The world’s fastest consumer drone is now available for preorder, ahead of its launch prior to Christmas 2016.
Created by Thiel Fellow and 18-year-old (!) recent high school grad George Matus, the $1,299 Teal drone boasts some seriously impressive innovations in terms of both hardware and software. “I’ve had the chance to fly just about every product on the market and I essentially built a wishlist of everything I’d ever include in a drone if I was able to build my own,” Matus tells Digital Trends.
From a hardware perspective, Matus’ drone can fly over 75 mph out-of-the-box, claims to be able to withstand winds of up to 40 miles per hour, and is waterproof enough to fly in rain, snow and hail without problem. It’s also modular, which makes it highly customizable and easy to replace components should the need arise.
Given those specs, it’s — amazingly enough — on the software side where things really get really exciting, though. For one thing, the drone boasts an integrated NVIDIA TX1 “supercomputer,” which reportedly will be able to deal with demands such as image recognition, autonomous flight and even machine learning.

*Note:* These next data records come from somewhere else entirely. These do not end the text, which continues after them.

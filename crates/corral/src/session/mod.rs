// SPDX-License-Identifier: BUSL-1.1
// Copyright (c) 2026 Alfred Jean LLC

//! Session entity: PTY child ownership, terminal state, and the guarded
//! state record that the detector, auto-approver, and transports share.

pub mod reader;

use std::path::{Path, PathBuf};
use std::sync::atomic::{AtomicBool, AtomicU32};
use std::sync::Arc;

use bytes::Bytes;
use serde::{Deserialize, Serialize};
use tokio::sync::{mpsc, Mutex, RwLock};
use tokio_util::sync::CancellationToken;

use crate::detect::{Candidate, DetectionStrategy};
use crate::event::{EventBus, SessionEvent};
use crate::history::ChunkRing;
use crate::hooks::{HookRunner, HookSet};
use crate::pty::ExitStatus;
use crate::screen::Screen;

/// Discrete session state driven by the detector and the auto-approver.
#[derive(Debug, Clone, Copy, PartialEq, Eq, Serialize, Deserialize)]
#[serde(rename_all = "snake_case")]
pub enum SessionState {
    Idle,
    Busy,
    WaitingInput,
    PendingAutoApproval,
}

impl SessionState {
    /// Wire-format string for this state.
    pub fn as_str(&self) -> &'static str {
        match self {
            Self::Idle => "idle",
            Self::Busy => "busy",
            Self::WaitingInput => "waiting_input",
            Self::PendingAutoApproval => "pending_auto_approval",
        }
    }
}

impl std::fmt::Display for SessionState {
    fn fmt(&self, f: &mut std::fmt::Formatter<'_>) -> std::fmt::Result {
        f.write_str(self.as_str())
    }
}

/// A candidate transition accruing dwell time.
#[derive(Debug, Clone, Copy)]
pub struct PendingTransition {
    pub candidate: Candidate,
    pub since: tokio::time::Instant,
}

/// Mutable per-session state, always accessed under the session's state lock.
///
/// The verifier cancellation token lives here, under the same lock as
/// `state`, so observing `PendingAutoApproval` and cancelling the verifier
/// is one critical section.
#[derive(Debug)]
pub struct StateRecord {
    pub state: SessionState,
    pub pending: Option<PendingTransition>,
    pub auto_approval_failed: bool,
    pub verifier_cancel: Option<CancellationToken>,
    pub seq: u64,
}

impl Default for StateRecord {
    fn default() -> Self {
        Self {
            // A freshly spawned agent is launching and producing output.
            state: SessionState::Busy,
            pending: None,
            auto_approval_failed: false,
            verifier_cancel: None,
            seq: 0,
        }
    }
}

/// Terminal-side state: the headless screen and the output history ring.
/// Guarded together so the bytes path (history append + screen feed +
/// fan-out) excludes snapshot readers.
#[derive(Debug)]
pub struct Terminal {
    pub screen: Screen,
    pub history: ChunkRing,
}

/// Everything needed to create a session, supplied by the transport layer.
#[derive(Debug, Clone, Deserialize)]
#[serde(rename_all = "camelCase")]
pub struct SessionSpec {
    pub worktree_path: PathBuf,
    pub command: String,
    #[serde(default)]
    pub args: Vec<String>,
    #[serde(default)]
    pub detection_strategy: DetectionStrategy,
    #[serde(default)]
    pub name: Option<String>,
    #[serde(default)]
    pub agent_id: Option<String>,
    #[serde(default)]
    pub hooks: HookSet,
}

/// A live supervised session.
pub struct Session {
    pub id: String,
    pub name: Option<String>,
    pub worktree_path: PathBuf,
    pub agent_id: Option<String>,
    pub strategy: DetectionStrategy,
    pub command: String,
    pub args: Vec<String>,
    /// Git branch of the worktree at creation time, for hook environments.
    pub branch: Option<String>,
    pub created_at_ms: u64,
    pub hooks: HookSet,

    pub terminal: RwLock<Terminal>,
    pub state: Mutex<StateRecord>,
    pub is_active: AtomicBool,
    pub child_pid: AtomicU32,
    pub exit_status: RwLock<Option<ExitStatus>>,

    /// Raw bytes to the PTY child.  Closed senders mean the child exited;
    /// writes after that are silently discarded.
    pub input_tx: mpsc::Sender<Bytes>,
    pub resize_tx: mpsc::Sender<(u16, u16)>,

    /// Cancels the sampler and any in-flight verifier on teardown.
    pub cancel: CancellationToken,
}

impl std::fmt::Debug for Session {
    fn fmt(&self, f: &mut std::fmt::Formatter<'_>) -> std::fmt::Result {
        f.debug_struct("Session")
            .field("id", &self.id)
            .field("strategy", &self.strategy)
            .field("command", &self.command)
            .finish()
    }
}

impl Session {
    /// Commit a state transition and its observable effects as one unit.
    ///
    /// Must be called with the state lock held (`rec` borrows the guarded
    /// record).  Sets the state, clears the pending dwell fields, bumps the
    /// sequence, emits the event, and fires the matching status hook —
    /// callers that need extra bookkeeping (sticky failure flags) apply it
    /// in the same critical section.
    pub fn commit_state(
        &self,
        rec: &mut StateRecord,
        next: SessionState,
        events: &EventBus,
        hooks: &Arc<HookRunner>,
    ) {
        let prev = rec.state;
        if prev == next {
            return;
        }
        // Leaving waiting_input for any other state ends the episode and
        // clears the sticky failure flag.
        if prev == SessionState::WaitingInput {
            rec.auto_approval_failed = false;
        }
        rec.state = next;
        rec.pending = None;
        rec.seq += 1;
        events.emit(SessionEvent::StateChanged {
            id: self.id.clone(),
            prev,
            next,
            seq: rec.seq,
        });
        hooks.fire_status(self, next);
    }

    /// Current committed state.
    pub async fn current_state(&self) -> SessionState {
        self.state.lock().await.state
    }

    /// Whether the child is still running.
    pub async fn alive(&self) -> bool {
        self.exit_status.read().await.is_none()
    }
}

/// Best-effort read of the checked-out branch name for a worktree.
///
/// Handles both a `.git` directory and a `.git` file pointing at a linked
/// worktree gitdir.  Detached HEADs and non-repos yield `None`.
pub fn read_branch(worktree: &Path) -> Option<String> {
    let dot_git = worktree.join(".git");
    let head_path = if dot_git.is_dir() {
        dot_git.join("HEAD")
    } else {
        let contents = std::fs::read_to_string(&dot_git).ok()?;
        let gitdir = contents.strip_prefix("gitdir:")?.trim();
        PathBuf::from(gitdir).join("HEAD")
    };
    let head = std::fs::read_to_string(head_path).ok()?;
    let head = head.trim();
    head.strip_prefix("ref: refs/heads/").map(str::to_owned)
}

#[cfg(test)]
#[path = "../session_tests.rs"]
mod tests;
// SPDX-License-Identifier: BUSL-1.1
// Copyright (c) 2026 Alfred Jean LLC

use super::*;

fn rows(lines: &[&str]) -> Vec<String> {
    lines.iter().map(|s| (*s).to_owned()).collect()
}

#[test]
fn empty_screen_is_idle() {
    assert_eq!(classify(&rows(&["", ""])), Candidate::Idle);
    assert_eq!(classify(&[]), Candidate::Idle);
}

#[test]
fn plain_output_is_idle() {
    let screen = rows(&["hello", "building project...", "done"]);
    assert_eq!(classify(&screen), Candidate::Idle);
}

#[test]
fn trailing_prompt_is_waiting_input() {
    assert_eq!(classify(&rows(&["hello", "> "])), Candidate::WaitingInput);
    assert_eq!(classify(&rows(&["continue? "])), Candidate::WaitingInput);
    assert_eq!(
        classify(&rows(&["Overwrite file [y/N]"])),
        Candidate::WaitingInput
    );
    assert_eq!(classify(&rows(&["Password:"])), Candidate::WaitingInput);
}

#[test]
fn shell_prompt_is_waiting_input() {
    assert_eq!(classify(&rows(&["op@host:~$"])), Candidate::WaitingInput);
}

#[test]
fn prompt_above_blank_rows_still_counts() {
    let screen = rows(&["choose an option:", "", ""]);
    assert_eq!(classify(&screen), Candidate::WaitingInput);
}
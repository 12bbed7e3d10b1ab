// SPDX-License-Identifier: BUSL-1.1
// Copyright (c) 2026 Alfred Jean LLC

//! HTTP + WebSocket transport over the supervisor's in-process API.

pub mod filter;
pub mod http;
pub mod ws;

use std::sync::Arc;
use std::time::Instant;

use axum::http::StatusCode;
use axum::routing::{get, post};
use axum::{Json, Router};
use serde::{Deserialize, Serialize};
use tower_http::cors::CorsLayer;
use tower_http::trace::TraceLayer;

use crate::error::ErrorCode;
use crate::supervisor::Supervisor;

use filter::ResponseFilter;

/// Shared transport state passed to all handlers via axum's `State`.
pub struct AppState {
    pub supervisor: Arc<Supervisor>,
    pub filter: ResponseFilter,
    pub started_at: Instant,
}

impl AppState {
    pub fn new(supervisor: Arc<Supervisor>) -> anyhow::Result<Arc<Self>> {
        Ok(Arc::new(Self {
            supervisor,
            filter: ResponseFilter::new()?,
            started_at: Instant::now(),
        }))
    }
}

/// Top-level error response envelope shared across HTTP and WebSocket.
#[derive(Debug, Clone, Serialize, Deserialize)]
pub struct ErrorResponse {
    pub error: ErrorBody,
}

/// Error body containing a machine-readable code and human-readable message.
#[derive(Debug, Clone, Serialize, Deserialize)]
pub struct ErrorBody {
    pub code: String,
    pub message: String,
}

/// Convert an [`ErrorCode`] into an axum JSON error response.
pub fn error_response(code: ErrorCode, message: &str) -> (StatusCode, Json<ErrorResponse>) {
    let status =
        StatusCode::from_u16(code.http_status()).unwrap_or(StatusCode::INTERNAL_SERVER_ERROR);
    let body = ErrorResponse {
        error: ErrorBody {
            code: code.as_str().to_owned(),
            message: message.to_owned(),
        },
    };
    (status, Json(body))
}

/// Translate a named key to its terminal escape sequence (case-insensitive).
pub fn encode_key(name: &str) -> Option<Vec<u8>> {
    let lower = name.to_lowercase();
    let bytes: &[u8] = match lower.as_str() {
        "enter" | "return" => b"\r",
        "tab" => b"\t",
        "escape" | "esc" => b"\x1b",
        "backspace" => b"\x7f",
        "delete" | "del" => b"\x1b[3~",
        "up" => b"\x1b[A",
        "down" => b"\x1b[B",
        "right" => b"\x1b[C",
        "left" => b"\x1b[D",
        "home" => b"\x1b[H",
        "end" => b"\x1b[F",
        "pageup" | "page_up" => b"\x1b[5~",
        "pagedown" | "page_down" => b"\x1b[6~",
        "space" => b" ",
        _ => {
            // Generic Ctrl-<letter> handler
            if let Some(ch_str) = lower.strip_prefix("ctrl-") {
                let ch = ch_str.chars().next()?;
                if ch.is_ascii_lowercase() {
                    let ctrl = (ch.to_ascii_uppercase() as u8).wrapping_sub(b'@');
                    return Some(vec![ctrl]);
                }
            }
            return None;
        }
    };
    Some(bytes.to_vec())
}

/// Convert named key sequences to raw bytes for PTY input.
///
/// Returns an error carrying the unrecognised key name if any key is unknown.
pub fn encode_keys(keys: &[String]) -> Result<Vec<u8>, String> {
    let mut out = Vec::new();
    for key in keys {
        match encode_key(key) {
            Some(bytes) => out.extend_from_slice(&bytes),
            None => return Err(key.clone()),
        }
    }
    Ok(out)
}

/// Build the axum `Router` with all HTTP and WebSocket routes.
pub fn build_router(state: Arc<AppState>) -> Router {
    Router::new()
        .route("/api/v1/health", get(http::health))
        .route(
            "/api/v1/sessions",
            get(http::list_sessions).post(http::create_session),
        )
        .route(
            "/api/v1/sessions/{id}",
            axum::routing::delete(http::stop_session),
        )
        .route("/api/v1/sessions/{id}/input", post(http::input))
        .route("/api/v1/sessions/{id}/resize", post(http::resize))
        .route("/api/v1/sessions/{id}/snapshot", get(http::snapshot))
        .route("/api/v1/sessions/{id}/screen", get(http::screen))
        .route("/ws", get(ws::ws_handler))
        .layer(TraceLayer::new_for_http())
        .layer(CorsLayer::permissive())
        .with_state(state)
}

#[cfg(test)]
#[path = "mod_tests.rs"]
mod tests;
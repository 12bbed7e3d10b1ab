// SPDX-License-Identifier: BUSL-1.1
// Copyright (c) 2026 Alfred Jean LLC

use super::*;

fn rows(lines: &[&str]) -> Vec<String> {
    lines.iter().map(|s| (*s).to_owned()).collect()
}

#[test]
fn approval_dialog_is_waiting_input() {
    let screen = rows(&[
        "  $ cargo test --workspace",
        "",
        "  Allow command?",
        "  \u{258c} Yes (y)",
        "    No, provide feedback (n)",
    ]);
    assert_eq!(classify(&screen), Candidate::WaitingInput);
}

#[test]
fn press_enter_affordance_is_waiting_input() {
    let screen = rows(&["Update available", "  Press Enter to continue"]);
    assert_eq!(classify(&screen), Candidate::WaitingInput);
}

#[test]
fn working_footer_is_busy() {
    let screen = rows(&[
        "  Ran cargo build",
        "",
        "  \u{2022} Working (8s \u{2022} Esc to interrupt)",
    ]);
    assert_eq!(classify(&screen), Candidate::Busy);
}

#[test]
fn spinner_is_busy() {
    let screen = rows(&["\u{2819} Running tests\u{2026}"]);
    assert_eq!(classify(&screen), Candidate::Busy);
}

#[test]
fn composer_prompt_is_idle() {
    let screen = rows(&[
        "  All checks passed.",
        "",
        "  \u{203a} Type a message",
        "  Ctrl+J newline",
    ]);
    assert_eq!(classify(&screen), Candidate::Idle);
}

#[test]
fn plain_output_is_busy() {
    let screen = rows(&["Compiling corral v0.1.0", "Finished dev profile"]);
    assert_eq!(classify(&screen), Candidate::Busy);
}

#[test]
fn blank_screen_is_idle() {
    assert_eq!(classify(&rows(&["", "", ""])), Candidate::Idle);
}

#[test]
fn single_signal_does_not_misfire() {
    // Output merely quoting one dialog phrase stays a working turn.
    let screen = rows(&[
        "The CLI shows \"Allow command?\" before running tools.",
        "  \u{2022} Working (2s \u{2022} Esc to interrupt)",
    ]);
    assert_eq!(classify(&screen), Candidate::Busy);
}
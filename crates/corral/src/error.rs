// SPDX-License-Identifier: BUSL-1.1
// Copyright (c) 2026 Alfred Jean LLC

use serde::{Deserialize, Serialize};
use std::fmt;

/// Unified error codes shared across the HTTP and WebSocket transports.
#[derive(Debug, Clone, Copy, PartialEq, Eq, Serialize, Deserialize)]
pub enum ErrorCode {
    InvalidArgument,
    InvalidPath,
    UnknownSession,
    SpawnFailed,
    Internal,
}

impl ErrorCode {
    pub fn http_status(&self) -> u16 {
        match self {
            Self::InvalidArgument => 400,
            Self::InvalidPath => 400,
            Self::UnknownSession => 404,
            Self::SpawnFailed => 500,
            Self::Internal => 500,
        }
    }

    pub fn as_str(&self) -> &'static str {
        match self {
            Self::InvalidArgument => "INVALID_ARGUMENT",
            Self::InvalidPath => "INVALID_PATH",
            Self::UnknownSession => "UNKNOWN_SESSION",
            Self::SpawnFailed => "SPAWN_FAILED",
            Self::Internal => "INTERNAL",
        }
    }
}

impl fmt::Display for ErrorCode {
    fn fmt(&self, f: &mut fmt::Formatter<'_>) -> fmt::Result {
        f.write_str(self.as_str())
    }
}

impl std::error::Error for ErrorCode {}

#[cfg(test)]
#[path = "error_tests.rs"]
mod tests;
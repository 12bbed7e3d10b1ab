// SPDX-License-Identifier: BUSL-1.1
// Copyright (c) 2026 Alfred Jean LLC

use super::{any_row_contains, count_signals, has_braille_spinner, last_non_empty, Candidate};

const CONFIRM_SIGNALS: &[(&str, bool)] = &[
    ("Run this command?", false),
    ("[y/n]", true),
    ("press enter", true),
];

/// Classify the Pi CLI's rendered screen.
pub fn classify(rows: &[String]) -> Candidate {
    if count_signals(rows, CONFIRM_SIGNALS) >= 2 || any_row_contains(rows, "(y/N)") {
        return Candidate::WaitingInput;
    }

    if has_braille_spinner(rows)
        || rows
            .iter()
            .any(|row| row.to_lowercase().contains("ctrl+c to interrupt"))
    {
        return Candidate::Busy;
    }

    if rows.iter().rev().any(|row| {
        let trimmed = row.trim();
        trimmed.starts_with("pi>") || trimmed.starts_with('\u{276f}')
    }) {
        return Candidate::Idle;
    }

    match last_non_empty(rows) {
        Some(_) => Candidate::Busy,
        None => Candidate::Idle,
    }
}

#[cfg(test)]
#[path = "pi_tests.rs"]
mod tests;
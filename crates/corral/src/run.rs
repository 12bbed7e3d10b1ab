// SPDX-License-Identifier: BUSL-1.1
// Copyright (c) 2026 Alfred Jean LLC

//! Daemon wiring: tracing, verifier selection, HTTP server, and
//! signal-driven graceful shutdown.

use std::future::Future;
use std::pin::Pin;
use std::sync::Arc;

use anyhow::Context;
use tokio::net::TcpListener;
use tracing::info;
use tracing_subscriber::EnvFilter;

use crate::approve::{HttpVerifier, Verifier, VerifierDecision};
use crate::config::Config;
use crate::supervisor::Supervisor;
use crate::transport::{build_router, AppState};

/// Initialize tracing from the config's level and format.
pub fn init_tracing(config: &Config) {
    let filter = EnvFilter::try_from_default_env()
        .unwrap_or_else(|_| EnvFilter::new(config.log_level.clone()));

    if config.log_format == "json" {
        tracing_subscriber::fmt().with_env_filter(filter).json().init();
    } else {
        tracing_subscriber::fmt().with_env_filter(filter).init();
    }
}

/// Verifier used when no judge is configured: every prompt needs a human.
/// With auto-approval disabled it is never consulted at all.
struct NeedsHumanVerifier;

impl Verifier for NeedsHumanVerifier {
    fn verify<'a>(
        &'a self,
        _text: &'a str,
    ) -> Pin<Box<dyn Future<Output = anyhow::Result<VerifierDecision>> + Send + 'a>> {
        Box::pin(async {
            Ok(VerifierDecision {
                needs_permission: true,
                reason: Some("no verifier configured".to_owned()),
            })
        })
    }
}

/// Run the daemon until SIGINT/SIGTERM, then stop every session and exit.
pub async fn run(config: Config) -> anyhow::Result<()> {
    config.validate()?;

    let verifier: Arc<dyn Verifier> = match config.verifier_url.clone() {
        Some(url) => Arc::new(HttpVerifier::new(url)),
        None => Arc::new(NeedsHumanVerifier),
    };

    let supervisor = Supervisor::new(config.core(), verifier);
    let state = AppState::new(Arc::clone(&supervisor))?;
    let router = build_router(state);

    let addr = format!("{}:{}", config.host, config.port);
    let listener = TcpListener::bind(&addr)
        .await
        .with_context(|| format!("bind {addr}"))?;
    info!(addr = %addr, "corrald listening");

    // Separate token for the HTTP server: sessions keep running (and get a
    // proper SIGTERM → grace → SIGKILL stop) after the listener closes.
    let stop = tokio_util::sync::CancellationToken::new();
    let signal_stop = stop.clone();
    tokio::spawn(async move {
        let mut sigterm =
            tokio::signal::unix::signal(tokio::signal::unix::SignalKind::terminate()).ok();
        tokio::select! {
            _ = tokio::signal::ctrl_c() => {}
            _ = async {
                match sigterm.as_mut() {
                    Some(sig) => { sig.recv().await; }
                    None => std::future::pending().await,
                }
            } => {}
        }
        info!("shutdown signal received");
        signal_stop.cancel();
    });

    axum::serve(listener, router)
        .with_graceful_shutdown(stop.cancelled_owned())
        .await
        .context("serve")?;

    supervisor.shutdown_all().await;
    info!("corrald stopped");
    Ok(())
}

Most excitingly of all, Teal is offering an open API, launching ahead of the drone’s consumer launch date. “Most companies in the consumer commercial market are just focusing on one specific niche or use-case,” Matus says. “The goal of this company is to build a drone that’s more of a universal platform so it can be much more than just a flying camera; it can do things like gaming, racing, following you around based on image recognition, and far more. It’s programmable just like a smartphone.”
Like an App Store for drones, the idea is that developers will be able to tap into Teal’s impressive hardware and software to create any number of different use-cases. The driving belief behind this concept is that we currently only have an understanding of 5 percent of what is possible in the drone space, and an open API will allow for the development of drone applications that will truly transform our lives.
“I really compare this to the past generation of phones,” Matus says. “I like to think of the drones currently available on the market as the equivalent of flip phones. Now we’re building the drone equivalent of a smartphone.”
Hype or reality? We’re definitely excited to find out.